The results of the study presented here form part of the information needed to assess suitability of a system and hence, the results suggest that the new high-definition 3D CrystalBall system can be a useful PSQA tool as a part of quality assurance for CK.

在超分割和极高的剂量梯度时代，用于放射治疗剂量的剂量学验证的常规二维和低清晰度测量技术已不再足够。迫切需要具有3D功能和高清晰度的新型质量保证（QA）工具。这项研究的目的是评估应用于射波刀（CK）放射治疗/放射外科系统的首批此类商业系统之一的性能。

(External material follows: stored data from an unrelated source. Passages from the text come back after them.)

use std::time::Duration;

use thiserror::Error;

/// Failures of a single page render.
#[derive(Debug, Clone, Error)]
pub enum FetchError {
    #[error("timed out after {waited_ms}ms waiting for '{condition}' on {url}")]
    Timeout {
        url: String,
        condition: &'static str,
        waited_ms: u64,
    },
    #[error("access denied on {url} (marker: {marker})")]
    Blocked { url: String, marker: String },
    #[error("transport error on {url}: {reason}")]
    Transport { url: String, reason: String },
}

impl FetchError {
    pub fn url(&self) -> &str {
        match self {
            FetchError::Timeout { url, .. }
            | FetchError::Blocked { url, .. }
            | FetchError::Transport { url, .. } => url,
        }
    }

    /// Only transport failures are worth another attempt.
    pub fn is_transient(&self) -> bool {
        matches!(self, FetchError::Transport { .. })
    }
}

/// A required field could not be located by any rule in its table.
#[derive(Debug, Clone, PartialEq, Eq, Error)]
#[error("could not extract {field}: {reason}")]
pub struct ExtractionError {
    pub field: &'static str,
    pub reason: String,
}

impl ExtractionError {
    pub fn new(field: &'static str, reason: impl Into<String>) -> Self {
        Self {
            field,
            reason: reason.into(),
        }
    }
}

#[derive(Debug, Clone, Error)]
pub enum DetectionError {
    #[error("detection quota exceeded: {info}")]
    QuotaExceeded {
        info: String,
        retry_after: Option<Duration>,
    },
    #[error("detection service error: {0}")]
    ServiceError(String),
    #[error("text too short for detection ({chars} chars)")]
    InputInvalid { chars: usize },
}

#[derive(Debug, Error)]
#[error("persistence failed: {0}")]
pub struct PersistenceError(#[from] pub rusqlite::Error);

/// Everything the crawl loop can observe while working on one category or product.
#[derive(Debug, Error)]
pub enum CrawlError {
    #[error(transparent)]
    Fetch(#[from] FetchError),
    #[error("{url}: {source}")]
    Extraction {
        url: String,
        #[source]
        source: ExtractionError,
    },
    #[error(transparent)]
    Persistence(#[from] PersistenceError),
}

impl CrawlError {
    pub fn extraction(url: &str, source: ExtractionError) -> Self {
        CrawlError::Extraction {
            url: url.to_string(),
            source,
        }
    }

    /// Blocking by the site and failed writes end the run; everything else is isolated.
    pub fn is_fatal(&self) -> bool {
        matches!(
            self,
            CrawlError::Fetch(FetchError::Blocked { .. }) | CrawlError::Persistence(_)
        )
    }

    pub fn url(&self) -> Option<&str> {
        match self {
            CrawlError::Fetch(e) => Some(e.url()),
            CrawlError::Extraction { url, .. } => Some(url),
            CrawlError::Persistence(_) => None,
        }
    }
}

impl From<rusqlite::Error> for CrawlError {
    fn from(e: rusqlite::Error) -> Self {
        CrawlError::Persistence(PersistenceError(e))
    }
}

pub type CrawlResult<T> = Result<T, CrawlError>;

这项研究采用了最近开发的商业3D患者专用质量保证（PSQA）系统。将与组织等效的放射致变色聚合物凝胶剂量计密封在防光的薄壁玻璃球（CrystalBalls）中，安装在高精度的丙烯酸QA支架中。将患者的治疗计划叠加在所选的一个CrystalBall的模拟器CT扫描上，并在CK机中进行辐照。然后使用激光CT扫描仪（OCTOPUS，MGS Research，Inc.，DBA 3D Dosimetry，麦迪逊，CT，美国）扫描CrystalBall。使用VOLQA（MGS Research，Inc.，DBA 3D Dosimetry，Madison，CT，USA）在6D中注册了CrystalBall的模拟器CT扫描和激光CT扫描。在用户选择的接受标准下，通过3D伽玛通过率比较了计划和交付的剂量分布。还生成了累积的3D剂量-体积直方图以及2D和3D正交图和等位基因的叠加图，以及体素统计数据（用于剂量差异和达成共识的标准）。随机选择十二例立体定向放射外科/立体定向放射治疗/立体定向放射治疗患者，使得每组两组代表以下六个诊断之一：脑转移，三叉神经痛，脊柱转移，前列腺癌，肺癌和肝癌。通过使用夹在PMMA平板之间的EBT3膜比较所有患者的2D伽玛通过率，然后使用PTW VeriSoft软件进行分析，对3D系统进行验证。以及针对剂量差异和达成协议的距离的体素统计信息。随机选择十二名立体定向放射外科/立体定向放射治疗/立体定向放射治疗患者，使得每组两组代表以下六个诊断之一：脑转移，三叉神经痛，脊柱转移，前列腺癌，肺癌和肝癌。通过使用夹在PMMA平板之间的EBT3膜比较所有患者的2D伽玛通过率，然后使用PTW VeriSoft软件进行分析，对3D系统进行验证。以及针对剂量差异和达成协议的距离的体素统计信息。随机选择十二名立体定向放射外科/立体定向放射治疗/立体定向放射治疗患者，使得每组两组代表以下六个诊断之一：脑转移，三叉神经痛，脊柱转移，前列腺癌，肺癌和肝癌。通过使用夹在PMMA平板之间的EBT3膜比较所有患者的2D伽玛通过率，然后使用PTW VeriSoft软件进行分析，对3D系统进行验证。脊柱转移，前列腺癌，肺癌和肝癌。通过使用夹在PMMA平板之间的EBT3膜比较所有患者的2D伽玛通过率，然后使用PTW VeriSoft软件进行分析，对3D系统进行验证。脊柱转移，前列腺癌，肺癌和肝癌。通过使用夹在PMMA平板之间的EBT3膜比较所有患者的2D伽玛通过率，然后使用PTW VeriSoft软件进行分析，对3D系统进行验证。

在接受标准为2％（局部）剂量差异和2mm达成协议距离（低至20％等剂量）的接受标准下，所有研究患者的3D伽玛通过率平均为（90.5±6.7）％。对于3％（局部）剂量差异和3毫米的协议距离（也可降低至20％截止剂量），平均通过率为（96.0±3.1）％。

本文介绍的研究结果构成了评估系统适应性所需信息的一部分，因此，结果表明，新的高清3D CrystalBall系统可以作为CK质量保证的一部分，成为有用的PSQA工具。